Aradan 7 saat geçer, bu 7 saatte sadece birkaç kişi içeri girip çıkmıştır.
Ali: Neden bu kadar uzadı bu ameliyat?
Hüsnü: Zor bir ameliyat demişti doktor, biraz daha sabır kardeşim.
Mesut da çok gergindir. En az Ali gibi. Selin ve Ali'nin kardeş olmasına sevinmiştir ama bu sevinci Selin hastanedeyken öğrenmek ve yaşamak isteyeceği en son şeydir. 'Belki' der 'Belki bir şansımız olur' der. Hayal kurar, Selin'in de olduğu hayaller, Hayır! Sadece Selin'in olduğu hayaller. O an anlamıştır ki Selin giderse o tekrar mahvolur.
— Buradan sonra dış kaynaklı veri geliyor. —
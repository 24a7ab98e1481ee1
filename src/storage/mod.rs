//! Opaque key/value storage with expiration semantics.
//!
//! Every persisted entry the engine keeps (pushed authorization requests,
//! JWT statuses, authorization grants) goes through the [`Storage`] trait
//! as namespaced keys (see [`keys::KeyFactory`]) and JSON values. Entries
//! carry absolute, relative-to-now or sliding expiration; the token
//! registry uses absolute-only, the PAR store relative-only.

pub mod keys;
pub mod memory;

pub use keys::KeyFactory;
pub use memory::InMemoryStorage;

use async_trait::async_trait;
use chrono::{DateTime, Duration, Utc};
use serde::de::DeserializeOwned;
use serde::Serialize;

use crate::error::StorageError;

/// Expiration options for a stored entry.
#[derive(Debug, Clone, Copy, Default, PartialEq, Eq)]
pub struct StorageOptions {
    /// The entry expires at this instant.
    pub absolute_expiration: Option<DateTime<Utc>>,

    /// The entry expires this long after it was written.
    pub absolute_expiration_relative_to_now: Option<Duration>,

    /// Each read pushes the expiry forward by this window.
    pub sliding_expiration: Option<Duration>,
}

impl StorageOptions {
    pub fn absolute(expires_at: DateTime<Utc>) -> Self {
        Self {
            absolute_expiration: Some(expires_at),
            ..Default::default()
        }
    }

    pub fn relative(expires_in: Duration) -> Self {
        Self {
            absolute_expiration_relative_to_now: Some(expires_in),
            ..Default::default()
        }
    }

    pub fn sliding(window: Duration) -> Self {
        Self {
            sliding_expiration: Some(window),
            ..Default::default()
        }
    }
}

/// Process-shared key/value store. Implementations must be safe for
/// concurrent readers and writers and must never hold locks across await
/// points.
#[async_trait]
pub trait Storage: Send + Sync {
    /// Write an entry. Writing an existing key overwrites it.
    async fn set(&self, key: &str, value: Vec<u8>, options: StorageOptions)
        -> Result<(), StorageError>;

    /// Read an entry without consuming it.
    async fn get(&self, key: &str) -> Result<Option<Vec<u8>>, StorageError>;

    /// Atomically read and delete an entry. A second `remove` of the same
    /// key returns `None`, which is what makes single-use consumption safe
    /// under concurrency.
    async fn remove(&self, key: &str) -> Result<Option<Vec<u8>>, StorageError>;
}

/// Serialize `value` as JSON and store it under `key`.
pub async fn put_json<T: Serialize + ?Sized>(
    storage: &dyn Storage,
    key: &str,
    value: &T,
    options: StorageOptions,
) -> Result<(), StorageError> {
    let bytes = serde_json::to_vec(value)?;
    storage.set(key, bytes, options).await
}

/// Read and deserialize the entry under `key`, if present.
pub async fn read_json<T: DeserializeOwned>(
    storage: &dyn Storage,
    key: &str,
) -> Result<Option<T>, StorageError> {
    match storage.get(key).await? {
        Some(bytes) => Ok(Some(serde_json::from_slice(&bytes)?)),
        None => Ok(None),
    }
}

/// Consume and deserialize the entry under `key`, if present.
pub async fn take_json<T: DeserializeOwned>(
    storage: &dyn Storage,
    key: &str,
) -> Result<Option<T>, StorageError> {
    match storage.remove(key).await? {
        Some(bytes) => Ok(Some(serde_json::from_slice(&bytes)?)),
        None => Ok(None),
    }
}
use std::fmt;

use serde::{Deserialize, Serialize};

use crate::models::ResponseMode;

/// OAuth 2.0 / OpenID Connect error codes emitted by the authorization and
/// end-session pipelines.
#[derive(Debug, Clone, Copy, PartialEq, Eq, Serialize, Deserialize)]
#[serde(rename_all = "snake_case")]
pub enum ErrorCode {
    InvalidRequest,
    InvalidScope,
    InvalidTarget,
    UnauthorizedClient,
    UnsupportedResponseType,
    InvalidRequestUri,
    InvalidRequestObject,
    ConsentRequired,
}

impl ErrorCode {
    pub fn as_str(&self) -> &'static str {
        match self {
            ErrorCode::InvalidRequest => "invalid_request",
            ErrorCode::InvalidScope => "invalid_scope",
            ErrorCode::InvalidTarget => "invalid_target",
            ErrorCode::UnauthorizedClient => "unauthorized_client",
            ErrorCode::UnsupportedResponseType => "unsupported_response_type",
            ErrorCode::InvalidRequestUri => "invalid_request_uri",
            ErrorCode::InvalidRequestObject => "invalid_request_object",
            ErrorCode::ConsentRequired => "consent_required",
        }
    }
}

impl fmt::Display for ErrorCode {
    fn fmt(&self, f: &mut fmt::Formatter<'_>) -> fmt::Result {
        f.write_str(self.as_str())
    }
}

/// A client-visible validation error.
///
/// Carries the redirect URI and response mode needed to deliver the error to
/// the client. Both are attached by the pipeline once known; an error raised
/// before the redirect URI has been validated is returned as a plain error
/// instead of a redirect.
#[derive(Debug, Clone, thiserror::Error)]
#[error("{code}: {description}")]
pub struct RequestError {
    pub code: ErrorCode,
    pub description: String,
    pub redirect_uri: Option<String>,
    pub response_mode: Option<ResponseMode>,
}

impl RequestError {
    pub fn new(code: ErrorCode, description: impl Into<String>) -> Self {
        Self {
            code,
            description: description.into(),
            redirect_uri: None,
            response_mode: None,
        }
    }

    pub fn with_response_mode(mut self, response_mode: ResponseMode) -> Self {
        self.response_mode = Some(response_mode);
        self
    }

    /// Whether the error may be delivered via redirect. An unauthorized
    /// client has no trusted redirect URI, so it never redirects.
    pub fn can_redirect(&self) -> bool {
        self.redirect_uri.is_some() && self.code != ErrorCode::UnauthorizedClient
    }
}

/// Storage backend failures. Treated as transient by the callers: PAR
/// consumption failures surface as `invalid_request_uri`, registry failures
/// during rotation abort the rotation and preserve the old token.
#[derive(Debug, thiserror::Error)]
pub enum StorageError {
    #[error("storage serialization failed")]
    Serialization(#[from] serde_json::Error),

    #[error("storage backend failure")]
    Backend(#[from] anyhow::Error),
}

/// Token creation and validation failures. These are internal errors and are
/// never delivered to the requesting client verbatim.
#[derive(Debug, thiserror::Error)]
pub enum TokenError {
    #[error("no signing key registered for algorithm {0:?}")]
    NoSigningKey(jsonwebtoken::Algorithm),

    #[error("client requires token encryption but no encryptor is configured")]
    EncryptionUnavailable,

    #[error("invalid token")]
    InvalidToken,

    #[error("token expired")]
    TokenExpired,

    #[error("token has been revoked")]
    TokenRevoked,

    #[error("client has no back-channel logout configuration")]
    BackChannelLogoutNotConfigured,

    #[error("client requires a session id in logout tokens")]
    SessionIdRequired,

    #[error("logout token requires a subject or a session id")]
    SubjectOrSessionRequired,

    #[error("storage backend failure")]
    Storage(#[from] StorageError),

    #[error("token encoding failed")]
    Encoding(#[from] jsonwebtoken::errors::Error),

    #[error("internal error")]
    Internal(#[from] anyhow::Error),
}

/// Errors produced by the authorization pipeline as a whole. `Request`
/// variants are client-visible and delivered via the flow's response mode;
/// the rest surface to the caller as internal failures.
#[derive(Debug, thiserror::Error)]
pub enum AuthorizeError {
    #[error(transparent)]
    Request(#[from] RequestError),

    #[error("token issuance failed")]
    Token(#[from] TokenError),

    #[error("storage backend failure")]
    Storage(#[from] StorageError),
}

/// Errors produced by the end-session pipeline.
#[derive(Debug, thiserror::Error)]
pub enum EndSessionError {
    #[error(transparent)]
    Validation(#[from] RequestError),

    #[error("session sign-out failed")]
    SignOut(#[source] anyhow::Error),

    #[error("storage backend failure")]
    Storage(#[from] StorageError),
}
//! An OpenID Connect 1.0 / OAuth 2.0 authorization server engine.
//!
//! This crate implements the request-validation and token-lifecycle core of
//! an authorization server: the staged authorization pipeline
//! (fetch → validate → process) built from composable validators, the token
//! services issuing and rotating `at+jwt` / `id+jwt` / `rt+jwt` /
//! `logout+jwt` tokens, and the end-session pipeline with concurrent
//! back-/front-channel logout notification.
//!
//! HTTP transport, client registration storage, persistent key material and
//! the end-user authentication UI are the embedding application's concern;
//! they plug in through the traits in [`providers`], [`storage`] and
//! [`jwt`].

pub mod authorize;
pub mod config;
pub mod end_session;
pub mod error;
pub mod jwt;
pub mod models;
pub mod providers;
pub mod services;
pub mod storage;
pub mod utils;
pub mod validators;

pub use config::Config;
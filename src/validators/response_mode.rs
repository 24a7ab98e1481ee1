use async_trait::async_trait;
use tracing::warn;

use crate::error::{ErrorCode, RequestError};
use crate::models::ResponseMode;

use super::{ContextValidator, ValidationContext};

/// Applies an explicitly requested `response_mode`, provided it names a
/// known mode and is compatible with the flow. Token-bearing flows refuse
/// `query`: tokens must not end up in server logs and referrer headers.
/// An absent or empty value preserves the flow default stamped by the flow
/// type validator.
pub struct ResponseModeValidator;

#[async_trait]
impl ContextValidator for ResponseModeValidator {
    async fn validate(&self, context: &mut ValidationContext) -> Option<RequestError> {
        let raw = match context.request.response_mode.as_deref() {
            Some(value) if !value.is_empty() => value,
            _ => return None,
        };

        let response_mode = match ResponseMode::parse(raw) {
            Some(mode) => mode,
            None => {
                warn!(response_mode = %raw, "unsupported response_mode requested");
                return Some(RequestError::new(
                    ErrorCode::InvalidRequest,
                    format!("unsupported response_mode: {raw}"),
                ));
            }
        };

        let flow_type = context.flow_type();
        if !flow_type.allows_response_mode(response_mode) {
            warn!(
                response_mode = %raw,
                ?flow_type,
                "response_mode is not compatible with the requested flow"
            );
            return Some(RequestError::new(
                ErrorCode::InvalidRequest,
                format!("response_mode {raw} is not allowed for this flow"),
            ));
        }

        context.set_response_mode(response_mode);
        None
    }
}
//! Service signing keys and their resolution.

use std::sync::Arc;

use async_trait::async_trait;
use jsonwebtoken::{Algorithm, DecodingKey, EncodingKey};

/// A service key pair usable for one signing algorithm.
pub struct ServiceKey {
    pub key_id: Option<String>,
    pub algorithm: Algorithm,
    encoding_key: EncodingKey,
    decoding_key: DecodingKey,
}

impl ServiceKey {
    /// Build an RSA key pair from PEM-encoded material. Accepts PKCS#1 and
    /// PKCS#8 private keys.
    pub fn from_rsa_pem(
        key_id: Option<String>,
        algorithm: Algorithm,
        private_key_pem: &str,
        public_key_pem: &str,
    ) -> Result<Self, jsonwebtoken::errors::Error> {
        Ok(Self {
            key_id,
            algorithm,
            encoding_key: EncodingKey::from_rsa_pem(private_key_pem.as_bytes())?,
            decoding_key: DecodingKey::from_rsa_pem(public_key_pem.as_bytes())?,
        })
    }

    /// Build a symmetric key for HMAC algorithms.
    pub fn from_secret(key_id: Option<String>, algorithm: Algorithm, secret: &[u8]) -> Self {
        Self {
            key_id,
            algorithm,
            encoding_key: EncodingKey::from_secret(secret),
            decoding_key: DecodingKey::from_secret(secret),
        }
    }

    pub fn encoding_key(&self) -> &EncodingKey {
        &self.encoding_key
    }

    pub fn decoding_key(&self) -> &DecodingKey {
        &self.decoding_key
    }
}

/// Resolution of service keys by algorithm. Key material may live remotely
/// (a JWKS document, a KMS), so resolution is asynchronous.
#[async_trait]
pub trait KeyResolver: Send + Sync {
    /// The key the formatter signs with for the given algorithm, if any.
    async fn signing_key(&self, algorithm: Algorithm) -> Option<Arc<ServiceKey>>;

    /// All keys a token with the given algorithm may verify against.
    async fn validation_keys(&self, algorithm: Algorithm) -> Vec<Arc<ServiceKey>>;
}

/// A fixed in-process key set.
pub struct StaticKeyResolver {
    keys: Vec<Arc<ServiceKey>>,
}

impl StaticKeyResolver {
    pub fn new(keys: Vec<ServiceKey>) -> Self {
        Self {
            keys: keys.into_iter().map(Arc::new).collect(),
        }
    }

    pub fn single(key: ServiceKey) -> Self {
        Self::new(vec![key])
    }
}

#[async_trait]
impl KeyResolver for StaticKeyResolver {
    async fn signing_key(&self, algorithm: Algorithm) -> Option<Arc<ServiceKey>> {
        self.keys.iter().find(|k| k.algorithm == algorithm).cloned()
    }

    async fn validation_keys(&self, algorithm: Algorithm) -> Vec<Arc<ServiceKey>> {
        self.keys
            .iter()
            .filter(|k| k.algorithm == algorithm)
            .cloned()
            .collect()
    }
}
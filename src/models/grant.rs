//! Grant snapshots bound into authorization codes and refresh tokens.

use chrono::{DateTime, Utc};
use serde::{Deserialize, Serialize};

use super::request::RequestedClaims;
use super::session::AuthSession;

/// The authorization parameters frozen at the moment a grant is issued.
/// Everything the token endpoint later needs to honour the grant lives here.
#[derive(Debug, Clone, Default, Serialize, Deserialize)]
pub struct AuthorizationContext {
    pub client_id: String,

    #[serde(default, skip_serializing_if = "Vec::is_empty")]
    pub scope: Vec<String>,

    #[serde(default, skip_serializing_if = "Option::is_none")]
    pub requested_claims: Option<RequestedClaims>,

    #[serde(default, skip_serializing_if = "Option::is_none")]
    pub redirect_uri: Option<String>,

    #[serde(default, skip_serializing_if = "Option::is_none")]
    pub nonce: Option<String>,

    #[serde(default, skip_serializing_if = "Option::is_none")]
    pub code_challenge: Option<String>,

    #[serde(default, skip_serializing_if = "Option::is_none")]
    pub code_challenge_method: Option<String>,

    #[serde(default, skip_serializing_if = "Option::is_none")]
    pub resources: Option<Vec<String>>,

    #[serde(default, skip_serializing_if = "Option::is_none")]
    pub x509_thumbprint: Option<String>,
}

/// A token issued under a grant, tracked for revocation on logout.
#[derive(Debug, Clone, PartialEq, Eq, Serialize, Deserialize)]
pub struct IssuedToken {
    pub jwt_id: String,
    pub expires_at: DateTime<Utc>,
}

/// An authorized grant: the authenticated session plus the frozen
/// authorization context, optionally with the tokens already issued under it.
#[derive(Debug, Clone, Serialize, Deserialize)]
pub struct AuthorizedGrant {
    pub session: AuthSession,
    pub context: AuthorizationContext,

    #[serde(default, skip_serializing_if = "Vec::is_empty")]
    pub issued_tokens: Vec<IssuedToken>,
}

/// The outcome of pushing an authorization request: the opaque `request_uri`
/// handed back to the client, the stored request, and the entry's lifetime.
#[derive(Debug, Clone, Serialize, Deserialize)]
pub struct PushedAuthorizationResponse {
    pub request_uri: String,
    pub expires_in_secs: i64,
    pub model: super::request::AuthorizationRequest,
}
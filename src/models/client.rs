//! Registered client metadata.
//!
//! Client registration storage is the embedding application's concern; the
//! engine only consumes the registered values through
//! [`ClientInfoProvider`](crate::providers::ClientInfoProvider).

use jsonwebtoken::{Algorithm, DecodingKey};
use serde::{Deserialize, Serialize};

/// Default access token lifetime (1 hour).
pub const DEFAULT_ACCESS_TOKEN_EXPIRES_IN_SECS: i64 = 3600;

/// Default identity token lifetime (10 minutes).
pub const DEFAULT_IDENTITY_TOKEN_EXPIRES_IN_SECS: i64 = 600;

/// Default absolute refresh token lifetime (30 days).
pub const DEFAULT_REFRESH_TOKEN_ABSOLUTE_EXPIRES_IN_SECS: i64 = 30 * 24 * 3600;

/// Refresh token issuance policy for a client.
#[derive(Debug, Clone, PartialEq, Eq, Serialize, Deserialize)]
pub struct RefreshTokenPolicy {
    /// Hard ceiling, measured from the original token's `iat`. Renewal never
    /// extends it.
    pub absolute_expires_in_secs: i64,

    /// Optional sliding window applied on each renewal, bounded by the
    /// absolute ceiling.
    pub sliding_expires_in_secs: Option<i64>,

    /// When false, a renewed-from token is recorded revoked before the
    /// replacement is issued.
    pub allow_reuse: bool,
}

impl Default for RefreshTokenPolicy {
    fn default() -> Self {
        Self {
            absolute_expires_in_secs: DEFAULT_REFRESH_TOKEN_ABSOLUTE_EXPIRES_IN_SECS,
            sliding_expires_in_secs: None,
            allow_reuse: false,
        }
    }
}

/// Back-channel logout registration for a client.
#[derive(Debug, Clone, PartialEq, Eq, Serialize, Deserialize)]
pub struct BackChannelLogout {
    /// Endpoint the authorization server POSTs the logout token to.
    pub uri: String,

    /// Whether logout tokens for this client must carry a `sid` claim.
    pub requires_session_id: bool,

    /// Logout token lifetime in seconds.
    pub logout_token_expires_in_secs: i64,
}

impl BackChannelLogout {
    pub fn new(uri: impl Into<String>) -> Self {
        Self {
            uri: uri.into(),
            requires_session_id: false,
            logout_token_expires_in_secs: 300,
        }
    }
}

/// Key material registered for validating JWTs the client itself issues
/// (request objects, client assertions).
#[derive(Debug, Clone)]
pub enum ClientKeyMaterial {
    /// An RSA/EC public key in PEM form.
    Pem(String),
    /// A shared secret for HMAC algorithms.
    Secret(Vec<u8>),
}

/// A single client signing key together with the algorithm it serves.
#[derive(Debug, Clone)]
pub struct ClientJwtKey {
    pub algorithm: Algorithm,
    pub material: ClientKeyMaterial,
}

impl ClientJwtKey {
    pub fn rsa_pem(algorithm: Algorithm, pem: impl Into<String>) -> Self {
        Self {
            algorithm,
            material: ClientKeyMaterial::Pem(pem.into()),
        }
    }

    pub fn secret(algorithm: Algorithm, secret: impl Into<Vec<u8>>) -> Self {
        Self {
            algorithm,
            material: ClientKeyMaterial::Secret(secret.into()),
        }
    }

    pub fn decoding_key(&self) -> Result<DecodingKey, jsonwebtoken::errors::Error> {
        match &self.material {
            ClientKeyMaterial::Pem(pem) => match self.algorithm {
                Algorithm::ES256 | Algorithm::ES384 => DecodingKey::from_ec_pem(pem.as_bytes()),
                _ => DecodingKey::from_rsa_pem(pem.as_bytes()),
            },
            ClientKeyMaterial::Secret(secret) => Ok(DecodingKey::from_secret(secret)),
        }
    }
}

/// Encryption key registered for a client. Presence of a key requests JWE
/// encryption of every token issued to the client; the key-management
/// algorithm names how the content key is wrapped.
#[derive(Debug, Clone)]
pub struct ClientEncryptionKey {
    pub key_management_algorithm: String,
    pub public_key_pem: String,
}

/// The registered client, as resolved by the client info provider.
#[derive(Debug, Clone)]
pub struct ClientInfo {
    pub client_id: String,

    /// Registered redirect URIs. A request's `redirect_uri` must match one
    /// of these exactly (scheme/host compared case-insensitively).
    pub redirect_uris: Vec<String>,

    /// Registered post-logout redirect URIs for the end-session endpoint.
    pub post_logout_redirect_uris: Vec<String>,

    /// The `response_type` combinations the client may use, compared as
    /// unordered sets.
    pub allowed_response_types: Vec<Vec<String>>,

    /// Whether PKCE is required; `None` means required.
    pub pkce_required: Option<bool>,

    /// Whether the `plain` code challenge method is acceptable.
    pub plain_pkce_allowed: bool,

    /// Whether the client may request `offline_access`; `None` means denied.
    pub offline_access_allowed: Option<bool>,

    pub refresh_token: RefreshTokenPolicy,

    pub access_token_expires_in_secs: i64,

    pub identity_token_expires_in_secs: i64,

    pub identity_token_signed_response_algorithm: Algorithm,

    /// When true, user claims are always embedded in the identity token even
    /// if they would otherwise be deferred to the userinfo endpoint.
    pub force_user_claims_in_identity_token: bool,

    pub back_channel_logout: Option<BackChannelLogout>,

    /// Front-channel logout page the end-session response should embed for
    /// this client, if registered.
    pub front_channel_logout_uri: Option<String>,

    /// When true, issuing a grant without previously established consent is
    /// refused for non-interactive (`prompt=none`) requests.
    pub require_consent: bool,

    /// Keys for validating client-issued JWTs (request objects).
    pub jwt_validation_keys: Vec<ClientJwtKey>,

    /// Encryption key; presence turns issued tokens into JWEs.
    pub encryption_key: Option<ClientEncryptionKey>,
}

impl ClientInfo {
    pub fn new(client_id: impl Into<String>) -> Self {
        Self {
            client_id: client_id.into(),
            redirect_uris: Vec::new(),
            post_logout_redirect_uris: Vec::new(),
            allowed_response_types: vec![vec![super::request::response_types::CODE.to_string()]],
            pkce_required: None,
            plain_pkce_allowed: false,
            offline_access_allowed: None,
            refresh_token: RefreshTokenPolicy::default(),
            access_token_expires_in_secs: DEFAULT_ACCESS_TOKEN_EXPIRES_IN_SECS,
            identity_token_expires_in_secs: DEFAULT_IDENTITY_TOKEN_EXPIRES_IN_SECS,
            identity_token_signed_response_algorithm: Algorithm::RS256,
            force_user_claims_in_identity_token: false,
            back_channel_logout: None,
            front_channel_logout_uri: None,
            require_consent: false,
            jwt_validation_keys: Vec::new(),
            encryption_key: None,
        }
    }

    /// Whether the given deduplicated `response_type` combination is
    /// registered for this client. Comparison ignores component order and
    /// ASCII case.
    pub fn allows_response_type(&self, response_type: &[String]) -> bool {
        let mut requested: Vec<String> =
            response_type.iter().map(|p| p.to_ascii_lowercase()).collect();
        requested.sort();
        requested.dedup();

        self.allowed_response_types.iter().any(|allowed| {
            let mut registered: Vec<String> =
                allowed.iter().map(|p| p.to_ascii_lowercase()).collect();
            registered.sort();
            registered.dedup();
            registered == requested
        })
    }

    /// Whether the client registered the given post-logout redirect URI.
    pub fn allows_post_logout_redirect_uri(&self, uri: &str) -> bool {
        self.post_logout_redirect_uris.iter().any(|u| u == uri)
    }
}

#[cfg(test)]
mod tests {
    use super::*;

    #[test]
    fn test_allows_response_type_ignores_order_and_case() {
        let mut client = ClientInfo::new("client_1");
        client.allowed_response_types = vec![
            vec!["code".to_string()],
            vec!["code".to_string(), "id_token".to_string()],
        ];

        assert!(client.allows_response_type(&["code".to_string()]));
        assert!(client.allows_response_type(&["id_token".to_string(), "code".to_string()]));
        assert!(client.allows_response_type(&["CODE".to_string(), "Id_Token".to_string()]));
        assert!(!client.allows_response_type(&["token".to_string()]));
        assert!(!client.allows_response_type(&[
            "code".to_string(),
            "id_token".to_string(),
            "token".to_string()
        ]));
    }

    #[test]
    fn test_defaults_are_restrictive() {
        let client = ClientInfo::new("client_1");
        // PKCE required unless explicitly disabled, offline access denied
        // unless explicitly granted.
        assert_eq!(client.pkce_required, None);
        assert!(!client.plain_pkce_allowed);
        assert_eq!(client.offline_access_allowed, None);
        assert!(!client.refresh_token.allow_reuse);
    }

    #[test]
    fn test_post_logout_redirect_uri_membership() {
        let mut client = ClientInfo::new("client_1");
        client.post_logout_redirect_uris = vec!["https://client.example/bye".to_string()];

        assert!(client.allows_post_logout_redirect_uri("https://client.example/bye"));
        assert!(!client.allows_post_logout_redirect_uri("https://client.example/other"));
    }
}
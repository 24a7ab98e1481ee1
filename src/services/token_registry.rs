//! Revocation and replay tracking for issued JWTs, keyed by `jti`.

use std::sync::Arc;

use chrono::{DateTime, Utc};

use crate::error::StorageError;
use crate::models::JsonWebTokenStatus;
use crate::storage::{put_json, read_json, KeyFactory, Storage, StorageOptions};

/// Maps a `jti` to its recorded status. Entries live exactly as long as the
/// token they describe: the registry stores them with an absolute expiration
/// equal to the token's own `exp`, and reads never consume them.
pub struct TokenRegistry {
    storage: Arc<dyn Storage>,
}

impl TokenRegistry {
    pub fn new(storage: Arc<dyn Storage>) -> Self {
        Self { storage }
    }

    /// The recorded status of a token. `Unknown` for a `jti` never seen.
    pub async fn get_status(&self, jwt_id: &str) -> Result<JsonWebTokenStatus, StorageError> {
        let status: Option<JsonWebTokenStatus> =
            read_json(&*self.storage, &KeyFactory::jwt_status(jwt_id)).await?;
        Ok(status.unwrap_or_default())
    }

    /// Record a status. Overwrites whatever was recorded before.
    pub async fn set_status(
        &self,
        jwt_id: &str,
        status: JsonWebTokenStatus,
        expires_at: DateTime<Utc>,
    ) -> Result<(), StorageError> {
        put_json(
            &*self.storage,
            &KeyFactory::jwt_status(jwt_id),
            &status,
            StorageOptions::absolute(expires_at),
        )
        .await
    }
}

#[cfg(test)]
mod tests {
    use super::*;
    use crate::providers::ManualClock;
    use crate::storage::InMemoryStorage;
    use chrono::Duration;

    fn registry_at(now: DateTime<Utc>) -> (Arc<ManualClock>, TokenRegistry) {
        let clock = Arc::new(ManualClock::new(now));
        let registry = TokenRegistry::new(Arc::new(InMemoryStorage::with_clock(clock.clone())));
        (clock, registry)
    }

    #[tokio::test]
    async fn test_unseen_jti_is_unknown() {
        let (_, registry) = registry_at(Utc::now());
        assert_eq!(
            registry.get_status("never-seen").await.unwrap(),
            JsonWebTokenStatus::Unknown
        );
    }

    #[tokio::test]
    async fn test_set_then_get_round_trips() {
        let now = Utc::now();
        let (_, registry) = registry_at(now);

        registry
            .set_status("jti-1", JsonWebTokenStatus::Used, now + Duration::hours(1))
            .await
            .unwrap();
        assert_eq!(
            registry.get_status("jti-1").await.unwrap(),
            JsonWebTokenStatus::Used
        );

        // Reads are non-destructive.
        assert_eq!(
            registry.get_status("jti-1").await.unwrap(),
            JsonWebTokenStatus::Used
        );
    }

    #[tokio::test]
    async fn test_set_status_overwrites() {
        let now = Utc::now();
        let (_, registry) = registry_at(now);
        let expires_at = now + Duration::hours(1);

        registry
            .set_status("jti-1", JsonWebTokenStatus::Used, expires_at)
            .await
            .unwrap();
        registry
            .set_status("jti-1", JsonWebTokenStatus::Revoked, expires_at)
            .await
            .unwrap();

        assert_eq!(
            registry.get_status("jti-1").await.unwrap(),
            JsonWebTokenStatus::Revoked
        );
    }

    #[tokio::test]
    async fn test_entry_expires_with_the_token() {
        let now = Utc::now();
        let (clock, registry) = registry_at(now);

        registry
            .set_status("jti-1", JsonWebTokenStatus::Revoked, now + Duration::hours(6))
            .await
            .unwrap();

        clock.advance(Duration::hours(5));
        assert_eq!(
            registry.get_status("jti-1").await.unwrap(),
            JsonWebTokenStatus::Revoked
        );

        clock.advance(Duration::hours(2));
        assert_eq!(
            registry.get_status("jti-1").await.unwrap(),
            JsonWebTokenStatus::Unknown
        );
    }
}
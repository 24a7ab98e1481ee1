use async_trait::async_trait;

use crate::error::{ErrorCode, RequestError};

use super::{ContextValidator, ValidationContext};

/// The only code challenge method this validator treats specially.
pub const PKCE_METHOD_PLAIN: &str = "plain";

/// Guards the PKCE parameters of the request.
///
/// A present `code_challenge` with the explicit method `plain` is refused
/// for clients that disallow plain PKCE. An absent method defaults to plain
/// at exchange time but is deliberately not held against the client here,
/// and method matching is exact, so `PLAIN` or `S256` or any future method
/// passes through. A missing challenge is refused unless the client
/// explicitly opted out of PKCE.
pub struct PkceValidator;

#[async_trait]
impl ContextValidator for PkceValidator {
    async fn validate(&self, context: &mut ValidationContext) -> Option<RequestError> {
        match context.request.code_challenge.as_deref() {
            Some(code_challenge) if !code_challenge.is_empty() => {
                if let Some(method) = context.request.code_challenge_method.as_deref() {
                    if method == PKCE_METHOD_PLAIN && !context.client_info().plain_pkce_allowed {
                        return Some(RequestError::new(
                            ErrorCode::InvalidRequest,
                            "the plain code_challenge_method is not allowed for this client",
                        ));
                    }
                }
                None
            }
            _ => match context.client_info().pkce_required {
                Some(false) => None,
                // None means required: only an explicit opt-out disables it.
                _ => Some(RequestError::new(
                    ErrorCode::InvalidRequest,
                    "code_challenge is required for this client",
                )),
            },
        }
    }
}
Selin'siz bir dünya hayal edemez. Evet, Mesut Selin'e aşık olmuştur, bunu dünyaya haykırmak ister, ama hastanede olduklarının farkına varır. Selin'in kapının arkasında can çekiştiğini hatırlar, aslında hiç unutmamıştır. Selin'in sureti gözünün önüne gelir. Bembeyaz teni ve güzeller güzeli gözlerini görür, gözlerine bakar. O gözlere bakarak tekrar hayaller kurar. Bunlar yaşanırken ekiple aynı yerde değildir, aynı katta ama farklı bir kapının önündedir, kimsenin onun bu halini görmesini istemez. Sadece Selin'i ister. Ona bir kez olsun sarılmayı ister. Aradan bir saat daha geçer, doktorun bir tanesi içeriden çıkar koşarak. Kimseye bir şey söylemeden kaçar gibi koşuyordur adam, bir süre sonra yanında birisiyle gelir, yine aynı koşuş. Bu sefer bir şey de anlatıyordur.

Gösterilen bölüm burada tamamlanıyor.